═══ Task inputs ═══
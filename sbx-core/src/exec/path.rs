/*
 * sbx-core
 *
 * Copyright (C) 2023-2024 Xavier Moffett <sapphirus@azorium.net>
 * SPDX-License-Identifier: GPL-3.0-only
 *
 * This library is free software: you can redistribute it and/or modify
 * it under the terms of the GNU General Public License as published by
 * the Free Software Foundation, version 3.
 *
 * This program is distributed in the hope that it will be useful,
 * but WITHOUT ANY WARRANTY; without even the implied warranty of
 * MERCHANTABILITY or FITNESS FOR A PARTICULAR PURPOSE.  See the
 * GNU General Public License for more details.
 *
 * You should have received a copy of the GNU General Public License
 * along with this program.  If not, see <https://www.gnu.org/licenses/>.
 */

use std::path::{Path, PathBuf};

use crate::{constants::DEFAULT_PATH, err, exec::ExecutionError, Error, ErrorKind, Result};

/// Resolves `args[0]` against `PATH`-style directories rooted at `app_root`/`runtime_root`,
/// mirroring how the sandbox helper itself would resolve the command once namespaced.
/// `app_root` is checked first (it shadows the runtime at `/app`), then `runtime_root` (`/usr`).
pub fn check_path(app_root: Option<&str>, runtime_root: &str, args: &[&str]) -> Result<()> {
    if args.is_empty() {
        err!(ExecutionError::RuntimeArguments)?
    }

    if args[0].starts_with('/') {
        if dest_exists(app_root.unwrap_or(""), "", args[0])? || dest_exists(runtime_root, "", args[0])? {
            return Ok(());
        }

        err!(ExecutionError::ExecutableUnavailable(args[0].into()))?
    }

    for dir in DEFAULT_PATH.split(':').filter(|d| !d.is_empty()) {
        if let Some(root) = app_root {
            if dest_exists(root, dir, args[0])? {
                return Ok(());
            }
        }

        if dest_exists(runtime_root, dir, args[0])? {
            return Ok(());
        }
    }

    err!(ExecutionError::ExecutableUnavailable(args[0].into()))?
}

fn dest_exists(root: &str, dir: &str, exec: &str) -> Result<bool> {
    if exec.contains("..") {
        err!(ExecutionError::UnabsoluteExec(exec.into()))?
    } else if dir.contains("..") {
        err!(ExecutionError::UnabsolutePath(exec.into()))?
    }

    let path = format!("{}{}/{}", root, dir, exec.trim_start_matches('/'));
    let path = obtain_path(Path::new(&path), exec)?;
    let path_direct = format!("{}/{}", root, exec.trim_start_matches('/'));
    let path_direct = obtain_path(Path::new(&path_direct), exec)?;

    if path.is_dir() | path_direct.is_dir() {
        err!(ExecutionError::DirectoryNotExecutable(exec.into()))?
    } else if let Ok(path) = path.read_link() {
        if let Some(path) = path.as_os_str().to_str() {
            return dest_exists(root, dir, path);
        }
    } else if let Ok(path) = path_direct.read_link() {
        if let Some(path) = path.as_os_str().to_str() {
            return dest_exists(root, dir, path);
        }
    }

    Ok(path.exists() | path_direct.exists())
}

fn obtain_path(path: &Path, exec: &str) -> Result<PathBuf> {
    match Path::canonicalize(path) {
        Ok(path) => Ok(path),
        Err(err) => match err.kind() {
            std::io::ErrorKind::NotFound => Ok(path.to_path_buf()),
            _ => err!(ErrorKind::IOError(exec.into(), err.kind())),
        },
    }
}
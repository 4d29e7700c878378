/*
 * sbx-core
 *
 * Copyright (C) 2023-2024 Xavier R.M. <sapphirus@azorium.net>
 * SPDX-License-Identifier: GPL-3.0-only
 *
 * This library is free software: you can redistribute it and/or modify
 * it under the terms of the GNU General Public License as published by
 * the Free Software Foundation, version 3.
 *
 * This program is distributed in the hope that it will be useful,
 * but WITHOUT ANY WARRANTY; without even the implied warranty of
 * MERCHANTABILITY or FITNESS FOR A PARTICULAR PURPOSE.  See the
 * GNU General Public License for more details.
 *
 * You should have received a copy of the GNU General Public License
 * along with this program.  If not, see <https://www.gnu.org/licenses/>.
 */

use std::{
    fmt::{Display, Error as FmtError, Formatter},
    os::unix::process::ExitStatusExt,
    process::ExitStatus,
    result::Result as StdResult,
};

use crate::constants::{BOLD, RESET};

pub mod args;
pub mod path;
pub mod utils;

/// Failures arising from composing or handing off the final argument vector to `SBX`.
#[derive(Debug, Clone)]
pub enum ExecutionError {
    InvalidPathVar(String, std::io::ErrorKind),
    ExecutableUnavailable(String),
    RuntimeArguments,
    UnabsolutePath(String),
    UnabsoluteExec(String),
    DirectoryNotExecutable(String),
    SocketTimeout(String),
    Sandbox(i32),
    Helper(ExitStatus),
}

impl Display for ExecutionError {
    fn fmt(&self, fmter: &mut Formatter<'_>) -> StdResult<(), FmtError> {
        match self {
            Self::InvalidPathVar(dir, err) => write!(fmter, "Invalid {}PATH{} variable '{dir}': {err}", *BOLD, *RESET),
            Self::ExecutableUnavailable(exec) => write!(fmter, "'{}': Not available in sandbox {}PATH{}.", exec, *BOLD, *RESET),
            Self::UnabsolutePath(path) => write!(fmter, "'{}': {}PATH{} variable must be absolute", path, *BOLD, *RESET),
            Self::UnabsoluteExec(path) => write!(fmter, "'{}': Executable path must be absolute.", path),
            Self::DirectoryNotExecutable(path) => write!(fmter, "'{}': Directories are not executables.", path),
            Self::SocketTimeout(socket) => write!(fmter, "Socket '{socket}': timed out."),
            Self::Sandbox(status) => write!(fmter, "Sandboxed process exited with code: {}", status),
            Self::Helper(status) => write!(fmter, "{} exited with {}", *crate::constants::SBX_EXECUTABLE, status),
            Self::RuntimeArguments => write!(fmter, "Invalid runtime arguments."),
        }
    }
}

impl crate::ErrorTrait for ExecutionError {
    fn code(&self) -> i32 {
        match self {
            Self::Sandbox(status) => *status,
            Self::Helper(status) => 128 + status.signal().unwrap_or(0),
            _ => 1,
        }
    }
}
═══
#### Work instructions
What this task asks for is an exact copy of the material above.

#### Task response
filename sbx-core/src/exec/path.rs
/*
 * sbx-core
 *
 * Copyright (C) 2023-2024 Xavier Moffett <sapphirus@azorium.net>
 * SPDX-License-Identifier: GPL-3.0-only
 *
 * This library is free software: you can redistribute it and/or modify
 * it under the terms of the GNU General Public License as published by
 * the Free Software Foundation, version 3.
 *
 * This program is distributed in the hope that it will be useful,
 * but WITHOUT ANY WARRANTY; without even the implied warranty of
 * MERCHANTABILITY or FITNESS FOR A PARTICULAR PURPOSE.  See the
 * GNU General Public License for more details.
 *
 * You should have received a copy of the GNU General Public License
 * along with this program.  If not, see <https://www.gnu.org/licenses/>.
 */

use std::path::{Path, PathBuf};

use crate::{constants::DEFAULT_PATH, err, exec::ExecutionError, Error, ErrorKind, Result};

/// Resolves `args[0]` against `PATH`-style directories rooted at `app_root`/`runtime_root`,
/// mirroring how the sandbox helper itself would resolve the command once namespaced.
/// `app_root` is checked first (it shadows the runtime at `/app`), then `runtime_root` (`/usr`).
pub fn check_path(app_root: Option<&str>, runtime_root: &str, args: &[&str]) -> Result<()> {
    if args.is_empty() {
        err!(ExecutionError::RuntimeArguments)?
    }

    if args[0].starts_with('/') {
        if dest_exists(app_root.unwrap_or(""), "", args[0])? || dest_exists(runtime_root, "", args[0])? {
            return Ok(());
        }

        err!(ExecutionError::ExecutableUnavailable(args[0].into()))?
    }

    for dir in DEFAULT_PATH.split(':').filter(|d| !d.is_empty()) {
        if let Some(root) = app_root {
            if dest_exists(root, dir, args[0])? {
                return Ok(());
            }
        }

        if dest_exists(runtime_root, dir, args[0])? {
            return Ok(());
        }
    }

    err!(ExecutionError::ExecutableUnavailable(args[0].into()))?
}

fn dest_exists(root: &str, dir: &str, exec: &str) -> Result<bool> {
    if exec.contains("..") {
        err!(ExecutionError::UnabsoluteExec(exec.into()))?
    } else if dir.contains("..") {
        err!(ExecutionError::UnabsolutePath(exec.into()))?
    }

    let path = format!("{}{}/{}", root, dir, exec.trim_start_matches('/'));
    let path = obtain_path(Path::new(&path), exec)?;
    let path_direct = format!("{}/{}", root, exec.trim_start_matches('/'));
    let path_direct = obtain_path(Path::new(&path_direct), exec)?;

    if path.is_dir() | path_direct.is_dir() {
        err!(ExecutionError::DirectoryNotExecutable(exec.into()))?
    } else if let Ok(path) = path.read_link() {
        if let Some(path) = path.as_os_str().to_str() {
            return dest_exists(root, dir, path);
        }
    } else if let Ok(path) = path_direct.read_link() {
        if let Some(path) = path.as_os_str().to_str() {
            return dest_exists(root, dir, path);
        }
    }

    Ok(path.exists() | path_direct.exists())
}

fn obtain_path(path: &Path, exec: &str) -> Result<PathBuf> {
    match Path::canonicalize(path) {
        Ok(path) => Ok(path),
        Err(err) => match err.kind() {
            std::io::ErrorKind::NotFound => Ok(path.to_path_buf()),
            _ => err!(ErrorKind::IOError(exec.into(), err.kind())),
        },
    }
}
repository 4d29e7700c878378
/*
 * sbx-core
 *
 * Copyright (C) 2023-2024 Xavier R.M. <sapphirus@azorium.net>
 * SPDX-License-Identifier: GPL-3.0-only
 *
 * This library is free software: you can redistribute it and/or modify
 * it under the terms of the GNU General Public License as published by
 * the Free Software Foundation, version 3.
 *
 * This program is distributed in the hope that it will be useful,
 * but WITHOUT ANY WARRANTY; without even the implied warranty of
 * MERCHANTABILITY or FITNESS FOR A PARTICULAR PURPOSE.  See the
 * GNU General Public License for more details.
 *
 * You should have received a copy of the GNU General Public License
 * along with this program.  If not, see <https://www.gnu.org/licenses/>.
 */

use std::{
    fmt::{Display, Error as FmtError, Formatter},
    os::unix::process::ExitStatusExt,
    process::ExitStatus,
    result::Result as StdResult,
};

use crate::constants::{BOLD, RESET};

pub mod args;
pub mod path;
pub mod utils;

/// Failures arising from composing or handing off the final argument vector to `SBX`.
#[derive(Debug, Clone)]
pub enum ExecutionError {
    InvalidPathVar(String, std::io::ErrorKind),
    ExecutableUnavailable(String),
    RuntimeArguments,
    UnabsolutePath(String),
    UnabsoluteExec(String),
    DirectoryNotExecutable(String),
    SocketTimeout(String),
    Sandbox(i32),
    Helper(ExitStatus),
}

impl Display for ExecutionError {
    fn fmt(&self, fmter: &mut Formatter<'_>) -> StdResult<(), FmtError> {
        match self {
            Self::InvalidPathVar(dir, err) => write!(fmter, "Invalid {}PATH{} variable '{dir}': {err}", *BOLD, *RESET),
            Self::ExecutableUnavailable(exec) => write!(fmter, "'{}': Not available in sandbox {}PATH{}.", exec, *BOLD, *RESET),
            Self::UnabsolutePath(path) => write!(fmter, "'{}': {}PATH{} variable must be absolute", path, *BOLD, *RESET),
            Self::UnabsoluteExec(path) => write!(fmter, "'{}': Executable path must be absolute.", path),
            Self::DirectoryNotExecutable(path) => write!(fmter, "'{}': Directories are not executables.", path),
            Self::SocketTimeout(socket) => write!(fmter, "Socket '{socket}': timed out."),
            Self::Sandbox(status) => write!(fmter, "Sandboxed process exited with code: {}", status),
            Self::Helper(status) => write!(fmter, "{} exited with {}", *crate::constants::SBX_EXECUTABLE, status),
            Self::RuntimeArguments => write!(fmter, "Invalid runtime arguments."),
        }
    }
}

impl crate::ErrorTrait for ExecutionError {
    fn code(&self) -> i32 {
        match self {
            Self::Sandbox(status) => *status,
            Self::Helper(status) => 128 + status.signal().unwrap_or(0),
            _ => 1,
        }
    }
}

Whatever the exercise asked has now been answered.